Asian Credit Strategies: Wavering rally to test investment convictions
- Some encouraging signs of macro recovery benefitting from strong central bank support as well as fiscal policies; concerns remain over virus containment and impact
- HY valuations still look attractive despite the rally with IG closer to fair value; considerable dispersion at the sector level
- Technicals are mixed, supported by abundant liquidity and demand for yield, offset by robust supply pipeline; sentiment is positive on balance
The J.P. Morgan Asia Credit Index (JACI) ended the month 0.4% higher in total return terms, marking a slowdown in the post-Q1 rally period. YTD returns at +4.94%. As of 31st August, the index is represented by 605 issuers, with a market capitalization amounting to US$ 1.16 trillion. JACI’s positive performance has been underpinned by the strong contribution of High Yield sovereigns (+7,7%), with Sri Lanka (+11,5%) emerging once again as the best performing country on the month. Spread returns (+1,6%) sustained the positive performance, outweighing the drag in Treasury returns (-0,9%). The JACI High Yield (+2,2%) continued to outperform the Investment Grade segment (-0,1%), as single-B credit spreads gapped further in August. Economic data released in 2Q were overall positive, particularly in China and India, with some sectors showing signs of V-shape recovery. That said, the global outlook remains fragile, with the resurgence of the Covid-19 in India and Indonesia, and persisting US-China tensions, as a backdrop. The market sentiment was positive on balance, comforted by the ample liquidity provided by global central banks, and significant fiscal stimulus measures.
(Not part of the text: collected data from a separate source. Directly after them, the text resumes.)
//! Schulbuchkatalog Mathematik RS+ (Westermann, Klett, Cornelsen,
//! Schroedel) mit Kapitel- und Seitenangaben pro Band.

use serde_json::{Value, json};
use std::sync::LazyLock;
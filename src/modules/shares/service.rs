use sqlx::PgPool;
use sqlx::prelude::FromRow;
use tracing::instrument;
use uuid::Uuid;

use crate::modules::classes::service::ClassService;
use crate::modules::notifications::service::NotificationService;
use crate::utils::errors::AppError;

use super::model::{CreateShareDto, Share, SharedClassResponse};

const SHARE_COLUMNS: &str = "id, class_subject_id, owner_id, owner_name, shared_with_id, \
     shared_with_email, can_edit, created_at";

#[derive(FromRow)]
struct Recipient {
    id: Uuid,
    email: String,
}

pub struct ShareService;

impl ShareService {
    #[instrument(skip(dto))]
    pub async fn create(db: &PgPool, user_id: Uuid, dto: CreateShareDto) -> Result<Share, AppError> {
        let class = ClassService::get_owned(db, user_id, dto.class_subject_id).await?;

        let recipient =
            sqlx::query_as::<_, Recipient>("SELECT id, email FROM users WHERE email = $1")
                .bind(&dto.email)
                .fetch_optional(db)
                .await?
                .ok_or_else(|| {
                    AppError::not_found(anyhow::anyhow!(
                        "Benutzer mit dieser E-Mail nicht gefunden"
                    ))
                })?;

        if recipient.id == user_id {
            return Err(AppError::bad_request(anyhow::anyhow!(
                "Sie können nicht mit sich selbst teilen"
            )));
        }

        let owner_name = sqlx::query_scalar::<_, String>("SELECT name FROM users WHERE id = $1")
            .bind(user_id)
            .fetch_optional(db)
            .await?
            .unwrap_or_else(|| "Unbekannt".to_string());

        let share = sqlx::query_as::<_, Share>(&format!(
            "INSERT INTO shares
                 (class_subject_id, owner_id, owner_name, shared_with_id, shared_with_email, can_edit)
             VALUES ($1, $2, $3, $4, $5, $6)
             RETURNING {SHARE_COLUMNS}"
        ))
        .bind(dto.class_subject_id)
        .bind(user_id)
        .bind(&owner_name)
        .bind(recipient.id)
        .bind(&recipient.email)
        .bind(dto.can_edit)
        .fetch_one(db)
        .await
        .map_err(|e| {
            if let sqlx::Error::Database(db_err) = &e
                && db_err.is_unique_violation()
            {
                AppError::bad_request(anyhow::anyhow!("Bereits mit diesem Benutzer geteilt"))
            } else {
                AppError::internal(e)
            }
        })?;

        let class_display = format!("{} - {}", class.name, class.subject);
        let mode = if dto.can_edit { "Bearbeitung" } else { "Nur Ansicht" };
        NotificationService::create(
            db,
            recipient.id,
            "share_new",
            "Neuer Arbeitsplan geteilt",
            &format!(
                "{owner_name} hat den Arbeitsplan '{class_display}' mit Ihnen geteilt ({mode})"
            ),
            &class_display,
            &owner_name,
        )
        .await?;

        Ok(share)
    }

    /// Shares I have granted to others.
    #[instrument]
    pub async fn list_my_shares(db: &PgPool, user_id: Uuid) -> Result<Vec<Share>, AppError> {
        let shares = sqlx::query_as::<_, Share>(&format!(
            "SELECT {SHARE_COLUMNS} FROM shares WHERE owner_id = $1 ORDER BY created_at DESC"
        ))
        .bind(user_id)
        .fetch_all(db)
        .await?;

        Ok(shares)
    }

    /// Classes other teachers have shared with me.
    #[instrument]
    pub async fn list_shared_with_me(
        db: &PgPool,
        user_id: Uuid,
    ) -> Result<Vec<SharedClassResponse>, AppError> {
        let classes = sqlx::query_as::<_, SharedClassResponse>(
            "SELECT cs.id, s.id AS share_id, cs.name, cs.subject, cs.color,
                    cs.hours_per_week, cs.school_year_id, cs.schedule,
                    s.owner_name, u.email AS owner_email, s.can_edit
             FROM shares s
             JOIN class_subjects cs ON cs.id = s.class_subject_id
             JOIN users u ON u.id = s.owner_id
             WHERE s.shared_with_id = $1
             ORDER BY s.created_at DESC",
        )
        .bind(user_id)
        .fetch_all(db)
        .await?;

        Ok(classes)
    }

    #[instrument]
    pub async fn list_for_class(
        db: &PgPool,
        user_id: Uuid,
        class_subject_id: Uuid,
    ) -> Result<Vec<Share>, AppError> {
        ClassService::get_owned(db, user_id, class_subject_id).await?;

        let shares = sqlx::query_as::<_, Share>(&format!(
            "SELECT {SHARE_COLUMNS} FROM shares
             WHERE class_subject_id = $1
             ORDER BY created_at DESC"
        ))
        .bind(class_subject_id)
        .fetch_all(db)
        .await?;

        Ok(shares)
    }

    /// Renders a PNG QR code pointing at the shared plan in the frontend.
    /// Visible to both sides of the share.
    #[instrument(skip(frontend_url))]
    pub async fn qrcode_png(
        db: &PgPool,
        user_id: Uuid,
        share_id: Uuid,
        frontend_url: &str,
    ) -> Result<Vec<u8>, AppError> {
        let exists = sqlx::query_scalar::<_, i64>(
            "SELECT COUNT(*) FROM shares
             WHERE id = $1 AND (owner_id = $2 OR shared_with_id = $2)",
        )
        .bind(share_id)
        .bind(user_id)
        .fetch_one(db)
        .await?;

        if exists == 0 {
            return Err(AppError::not_found(anyhow::anyhow!(
                "Freigabe nicht gefunden"
            )));
        }

        let link = format!("{}/shared/{share_id}", frontend_url.trim_end_matches('/'));
        let code = qrcode::QrCode::new(link.as_bytes())
            .map_err(|e| AppError::internal(anyhow::anyhow!("QR-Code Fehler: {e}")))?;
        let pixels = code
            .render::<image::Luma<u8>>()
            .min_dimensions(300, 300)
            .build();

        let mut png = Vec::new();
        image::DynamicImage::ImageLuma8(pixels)
            .write_to(&mut std::io::Cursor::new(&mut png), image::ImageFormat::Png)
            .map_err(|e| AppError::internal(anyhow::anyhow!("PNG-Fehler: {e}")))?;

        Ok(png)
    }

    #[instrument]
    pub async fn delete(db: &PgPool, user_id: Uuid, share_id: Uuid) -> Result<(), AppError> {
        let result = sqlx::query("DELETE FROM shares WHERE id = $1 AND owner_id = $2")
            .bind(share_id)
            .bind(user_id)
            .execute(db)
            .await?;

        if result.rows_affected() == 0 {
            return Err(AppError::not_found(anyhow::anyhow!(
                "Freigabe nicht gefunden"
            )));
        }

        Ok(())
    }
}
Asian Credit Market* Valuation
*Refers to the J.P. Morgan Asian Credit Index
Source: J.P. Morgan, as of 31/8/2020
|J.P. Morgan Asia Credit Index (JACI) +0.40%|
|Investment Grade -0.10%||High Yield +2.15%|
|Corporates +0.14%||Sovereign -0,73%||Quasi-Sov -0,27%||Corporates +1.76%||Sovereign +7.66%||Quasi-Sov +1.07%|
Portfolio positioning and performance
|Country /Sector||Maintained UW positioning to HY frontier sovereigns, which dragged on relative HY performance while structural UW to IG sovereigns helped in crossover strategies. OW to Indonesian HY corps and China HY where value and carry remain was broadly beneficial. Caution on IG Indian Corp and financials due to rating migration concerns was not a factor.||=|
|DTS||DTS exposure close to neutral for HY strategy, with a preference for converting spread duration for carry. OW DTS positioning was beneficial for crossover SD strategy given continued HY spread compression.||+|
|Bottom-up||Participation in new issues remains selective with mixed performance. Illiquid and distressed names have generally been marked down, having a negative impact across strategies; offset somewhat in HY by OW to recovering Indian M&M bellwether.||-|
Some volatility has recently returned to the Asian credit markets interrupting what has been a strong and steady rally and recovery from March’s steep selloff. This is likely a sign of more to come as valuations in many sectors have returned to or even surpassed pre-Covid levels despite a fair amount of remaining uncertainty over the virus trends and impact. The news is far from all bad as recent economic data, particularly from China, suggests the economic recovery is gathering momentum. The market also seems calm in the face of US-China disagreements on a growing range of topics. Despite an abundance of heated rhetoric there have yet to be any actions of materially negative consequence for the market. While early November’s US presidential election will not have an immediate impact on Asian bond issuers, anticipation of who will win and what they will do in their new administration will very likely make an impact across risk markets globally with ripples of various amplitudes finding their way into Asian credit portfolios. This alone should not deter conviction based bottom-up investing. While macro uncertainties may suggest a bias for duration neutrality and caution on a broad extent of credit exposure, opportunities exist to generate returns from spread compression and high yield carry. In this context, we currently favor high yield Indonesian corporates and short duration China property issuers while remaining cautious on investment grade Indian corporates and financials as a result of potential negative rating migration. Outside of China, India and Indonesia, valuations are extremely tight with exposure limited to issuers for diversification and defensive portfolio needs.
No assurance can be given that the Asian Credit Strategy will be successful. Investors can lose some or all of their capital invested.
The Asian Credit Strategy is subject to risks including Credit risk, Liquidity risk, Derivatives and leverage, Investments in specific countries or geographical zones, Sovereign debt, Emerging markets, High yield debt securities, Contingent convertible bonds.